Correspondence between regulons and high-throughput protein complexes
The total number of statistically significant overlaps (E-value ≤ 0.01) is also very low (66 in total) when the known regulons are mapped onto TAP complexes and HMS complexes, even though the number of complexes considered is much larger (725).
The majority of the complex-regulon pairs with meaningful overlap (53) involve annotated regulons, whereas only 13 pairs involve high-throughput regulons. Matches with regulons from either dataset generally involve only a very small subset of the complex components, and there are twice as many matches with complexes from the HMS than from the TAP datasets, in line with the larger size of the former dataset (for a complete list of associations, see Additional data file 2 (Table S2)).
Owing to the appreciable overlap between the components of different complexes within and between the TAP and HMS datasets, the network of associations between these complexes and the regulons is much more intricate than for the annotated complexes. A network graph was built from the larger set of 125 complex-regulon pairs with meaningful overlaps (E-value ≤ 0.1) involving the annotated regulons (Figure 3). This network features seven separate dense clusters of connections (Figure 3a-g). Details of the regulon-complex overlaps in some of these clusters, highlighting the common genes involved, are depicted in Figure 4a-c. The remaining clusters are detailed in Additional data file 1 (Figure S3). In Figure 4h the set of remaining very small clusters, each involving mostly one or two connections, is grouped.

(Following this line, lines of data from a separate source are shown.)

//! Plain-language rewrites from a chat-completions endpoint.
//!
//! The contract has three parts:
//!
//! - [`build_prompt`]: a Portuguese instruction asking for exactly three
//!   rewrites of one sentence, as a JSON array of strings and nothing else.
//! - [`SuggestionClient::suggest`]: one POST with a bearer credential and a
//!   referrer; non-2xx answers become [`SuggestError::Api`] carrying the
//!   status and body text.
//! - [`parse_suggestions`]: tolerant parsing of what the model actually
//!   sends back, fences and chatter included.

use std::sync::LazyLock;
use std::time::Duration;

use regex::Regex;
use serde::{Deserialize, Serialize};

use crate::config::Config;
use crate::error::{SuggestError, SuggestResult};
use crate::readability::{self, ReadabilityResult};

/// Most rewrites ever returned for one sentence.
pub const MAX_SUGGESTIONS: usize = 3;

/// Fallback lines must be longer than this many characters.
const MIN_LINE_CHARS: usize = 5;

/// Double-quoted spans, for responses that are not valid JSON.
static QUOTED: LazyLock<Regex> = LazyLock::new(|| Regex::new(r#""([^"]+)""#).expect("valid regex"));

/// Build the rewrite instruction for `sentence`.
pub fn build_prompt(sentence: &str, target_score: u32) -> String {
    format!(
        "TASK: Reescrever a seguinte sentença em Linguagem Simples (Plain Language), garantindo \
alta legibilidade no Índice Flesch-Kincaid (target: {target_score}+).

REGRAS:
1. Use palavras curtas e comuns do cotidiano
2. Prefira frases diretas e objetivas
3. Evite jargões técnicos ou termos rebuscados
4. Use voz ativa quando possível
5. Mantenha o significado original
6. Público-alvo: Ensino Fundamental completo
7. O resultado DEVE ter score Flesch superior a {target_score}

INPUT: \"{sentence}\"

OUTPUT FORMAT: JSON Array com exatamente {MAX_SUGGESTIONS} alternativas diferentes. Cada \
alternativa deve ser uma string completa.
Exemplo: [\"Alternativa 1 simples\", \"Alternativa 2 direta\", \"Alternativa 3 objetiva\"]

RESPONDA APENAS COM O JSON, sem explicações adicionais."
    )
}

/// One chat message.
#[derive(Debug, Clone, PartialEq, Eq, Serialize, Deserialize)]
pub struct ChatMessage {
    /// `user`, `assistant` or `system`.
    pub role: String,
    /// Message text.
    pub content: String,
}

/// Request body of the chat-completions call.
#[derive(Debug, Clone, PartialEq, Serialize, Deserialize)]
pub struct ChatRequest {
    /// Model identifier.
    pub model: String,
    /// Conversation; a single user message here.
    pub messages: Vec<ChatMessage>,
    /// Sampling temperature.
    pub temperature: f64,
    /// Completion length limit.
    pub max_tokens: u32,
}

#[derive(Debug, Deserialize)]
struct ChatResponse {
    choices: Vec<Choice>,
}

#[derive(Debug, Deserialize)]
struct Choice {
    message: ChatMessage,
}

/// Extract up to [`MAX_SUGGESTIONS`] rewrites from a model response.
///
/// Code fences are stripped first. A JSON array is taken element by
/// element; any other valid JSON yields nothing. Text that is not JSON
/// falls back to every double-quoted span, and failing that to every
/// line longer than five characters.
pub fn parse_suggestions(content: &str) -> Vec<String> {
    let content = content.replace("```json", "").replace("```", "");
    let content = content.trim();
    if content.is_empty() {
        return Vec::new();
    }

    match serde_json::from_str::<serde_json::Value>(content) {
        Ok(serde_json::Value::Array(items)) => items
            .into_iter()
            .take(MAX_SUGGESTIONS)
            .map(|item| match item {
                serde_json::Value::String(s) => s.trim().to_string(),
                other => other.to_string(),
            })
            .collect(),
        Ok(_) => Vec::new(),
        Err(_) => {
            let quoted: Vec<String> = QUOTED
                .captures_iter(content)
                .map(|c| c[1].trim().to_string())
                .take(MAX_SUGGESTIONS)
                .collect();
            if !quoted.is_empty() {
                return quoted;
            }
            content
                .lines()
                .map(str::trim)
                .filter(|line| line.chars().count() > MIN_LINE_CHARS)
                .take(MAX_SUGGESTIONS)
                .map(str::to_string)
                .collect()
        }
    }
}

/// A rewrite with its own readability score.
#[derive(Debug, Clone, PartialEq, Serialize)]
pub struct ScoredSuggestion {
    /// The rewrite.
    pub text: String,
    /// Its score, when long enough to score.
    pub readability: Option<ReadabilityResult>,
}

/// Score each rewrite so the panel can show how much simpler it is.
pub fn score_suggestions(suggestions: Vec<String>) -> Vec<ScoredSuggestion> {
    suggestions
        .into_iter()
        .map(|text| {
            let readability = readability::score(&text);
            ScoredSuggestion { text, readability }
        })
        .collect()
}

/// HTTP client for the suggestion endpoint.
#[derive(Debug, Clone)]
pub struct SuggestionClient {
    http: reqwest::Client,
    endpoint: String,
    model: String,
    referer: String,
    temperature: f64,
    max_tokens: u32,
    target_score: u32,
}

impl SuggestionClient {
    /// A client configured from `config`.
    pub fn new(config: &Config) -> SuggestResult<Self> {
        let http = reqwest::Client::builder()
            .timeout(Duration::from_secs(config.request_timeout_secs))
            .user_agent(concat!("simplifica/", env!("CARGO_PKG_VERSION")))
            .build()?;
        Ok(Self {
            http,
            endpoint: config.endpoint.clone(),
            model: config.model.clone(),
            referer: config.referer.clone(),
            temperature: config.temperature,
            max_tokens: config.max_tokens,
            target_score: config.target_score,
        })
    }

    /// Send requests to `endpoint` instead of the configured one.
    pub fn with_endpoint(mut self, endpoint: impl Into<String>) -> Self {
        self.endpoint = endpoint.into();
        self
    }

    /// The request body for `sentence`.
    pub fn request_for(&self, sentence: &str) -> ChatRequest {
        ChatRequest {
            model: self.model.clone(),
            messages: vec![ChatMessage {
                role: "user".to_string(),
                content: build_prompt(sentence, self.target_score),
            }],
            temperature: self.temperature,
            max_tokens: self.max_tokens,
        }
    }

    /// Ask for rewrites of `sentence`.
    ///
    /// Fails with [`SuggestError::MissingCredential`] before any request
    /// when `api_key` is absent or blank.
    #[tracing::instrument(skip_all, fields(sentence_len = sentence.len(), model = %self.model))]
    pub async fn suggest(&self, api_key: Option<&str>, sentence: &str) -> SuggestResult<Vec<String>> {
        let api_key = api_key
            .map(str::trim)
            .filter(|k| !k.is_empty())
            .ok_or(SuggestError::MissingCredential)?;

        let response = self
            .http
            .post(&self.endpoint)
            .bearer_auth(api_key)
            .header("HTTP-Referer", &self.referer)
            .json(&self.request_for(sentence))
            .send()
            .await?;

        let status = response.status();
        if !status.is_success() {
            let body = response.text().await.unwrap_or_default();
            tracing::warn!(status = status.as_u16(), "suggestion request failed");
            return Err(SuggestError::Api {
                status: status.as_u16(),
                body,
            });
        }

        let body = response.text().await?;
        let parsed: ChatResponse = serde_json::from_str(&body)
            .map_err(|e| SuggestError::MalformedResponse(e.to_string()))?;
        let content = parsed
            .choices
            .into_iter()
            .next()
            .map(|c| c.message.content)
            .ok_or_else(|| SuggestError::MalformedResponse("response has no choices".into()))?;

        let suggestions = parse_suggestions(&content);
        tracing::debug!(count = suggestions.len(), "parsed suggestions");
        Ok(suggestions)
    }
}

The first cluster (Figure 4a) corresponds chiefly to the overlap between the Rpn4 regulon and 12 rather large complexes (six TAP and six HMS complexes). Nine of the 11 genes of this regulon map onto these complexes. All the complexes contain components of the yeast proteasome, and some other functionally related proteins in variable proportions. Interestingly, six of the nine common genes correspond to proteins from the 19S regulatory subunit, encoding four of the six ATPases in the subunit (Rpt2, Rpt4, Rpt5, Rpt6). A further two genes, PRE6 and PRE2, code, respectively, for alpha and beta subunits of the catalytic domain [36], and another gene (RAD23) encodes a ubiquitin-like protein, which links DNA repair to the ubiquitin/proteasome pathway [37].

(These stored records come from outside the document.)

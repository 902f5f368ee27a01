//! Find a sentence inside a text tree.
//!
//! Search is depth-first in document order and matches within a single text
//! node only. A sentence whose text is split across nodes (part of it bold,
//! say) is not found; callers treat that as "skip this sentence".

use crate::tree::{NodeKind, TextTree};

/// A byte range within one text node.
#[derive(Debug, Clone, Copy, PartialEq, Eq)]
pub struct TextRange<N> {
    /// The text node containing the match.
    pub node: N,
    /// Byte offset of the first matched character.
    pub start: usize,
    /// Byte offset one past the last matched character.
    pub end: usize,
}

/// Locate the first occurrence of `needle` under `root`.
///
/// Returns `None` for an empty needle or when no single text node contains
/// it.
pub fn locate<T: TextTree>(tree: &T, root: T::Node, needle: &str) -> Option<TextRange<T::Node>> {
    if needle.is_empty() {
        return None;
    }
    text_nodes(tree, root).into_iter().find_map(|node| {
        let text = tree.text(node)?;
        text.find(needle).map(|start| TextRange {
            node,
            start,
            end: start + needle.len(),
        })
    })
}

/// Text nodes under `root` in document order.
pub fn text_nodes<T: TextTree>(tree: &T, root: T::Node) -> Vec<T::Node> {
    let mut out = Vec::new();
    let mut stack = vec![root];
    while let Some(node) = stack.pop() {
        match tree.kind(node) {
            NodeKind::Text => out.push(node),
            NodeKind::Element => stack.extend(tree.children(node).iter().rev()),
        }
    }
    out
}
//! Error types for simplifica-core.

use camino::Utf8PathBuf;
use thiserror::Error;

/// Errors that can occur when working with configuration.
#[derive(Error, Debug)]
pub enum ConfigError {
    /// Failed to deserialize configuration.
    #[error("invalid configuration: {0}")]
    Deserialize(#[from] Box<figment::Error>),

    /// Configuration file not found after searching all locations.
    #[error("no configuration file found")]
    NotFound,

    /// The API key was rejected before being stored.
    #[error("invalid API key: {reason}")]
    InvalidApiKey {
        /// Why the key was rejected.
        reason: &'static str,
    },

    /// The settings store could not be read or written.
    #[error("settings store {path}: {source}")]
    SettingsIo {
        /// Path of the settings file.
        path: Utf8PathBuf,
        /// Underlying I/O error.
        source: std::io::Error,
    },

    /// The settings file exists but is not valid JSON.
    #[error("settings store {path} is corrupt: {source}")]
    SettingsFormat {
        /// Path of the settings file.
        path: Utf8PathBuf,
        /// Underlying JSON error.
        source: serde_json::Error,
    },
}

/// Result type alias using [`ConfigError`].
pub type ConfigResult<T> = Result<T, ConfigError>;

/// Errors reported by an editable surface when writing text back.
#[derive(Error, Debug, Clone, PartialEq, Eq)]
pub enum SurfaceError {
    /// None of the replacement strategies found the old text.
    #[error("text not found in surface: {0:?}")]
    TextNotFound(String),

    /// A rendered document had no focused editable element to route the edit to.
    #[error("no focused editable element to route the edit through")]
    NoFocusedEditor,

    /// The old or new text was empty.
    #[error("replacement text must not be empty")]
    EmptyReplacement,
}

/// Result type alias using [`SurfaceError`].
pub type SurfaceResult<T> = Result<T, SurfaceError>;

/// Errors from the suggestion service.
#[derive(Error, Debug)]
pub enum SuggestError {
    /// No API key is configured; no request was attempted.
    #[error("API key not configured")]
    MissingCredential,

    /// The provider answered with a non-success status.
    #[error("API error: {status} - {body}")]
    Api {
        /// HTTP status code.
        status: u16,
        /// Response body text, as returned by the provider.
        body: String,
    },

    /// The request could not be sent or the body could not be read.
    #[error("request failed: {0}")]
    Transport(#[from] reqwest::Error),

    /// The response body did not have the expected chat-completion shape.
    #[error("malformed response: {0}")]
    MalformedResponse(String),
}

/// Result type alias using [`SuggestError`].
pub type SuggestResult<T> = Result<T, SuggestError>;

/// Errors from applying a suggestion to the document.
#[derive(Error, Debug, Clone, PartialEq, Eq)]
pub enum ApplyError {
    /// No known surface contained the old text.
    #[error("could not find the original text; click inside the editor and try again")]
    NotFound,

    /// The old or new text was empty.
    #[error("replacement text must not be empty")]
    EmptyReplacement,
}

The second cluster (Figure 4b) involves four partially overlapping regulons of three genes each, totaling five genes. These genes map into three medium-sized complexes (6-16 genes) and one large complex of 40 genes, with no more than two to three genes mapping into the same complex. Here, too, the majority of the five genes correspond to a biologically active assembly - the ribonucleoside diphosphate reductase complex and associated kinase. The third cluster (Figure 4c) involves genes of the nucleosomal protein complex. A similar analysis can be made for the remaining four clusters (data not shown), and similar observations are made when analyzing the largest clusters in the network graph built from the 46 statistically significant overlapping pairs (E-value ≤ 0.1) involving the TAP and HMS complexes and high-throughput regulons (see Additional data files 1 and 2 (Figures S4, S5 and Table S2d, respectively)).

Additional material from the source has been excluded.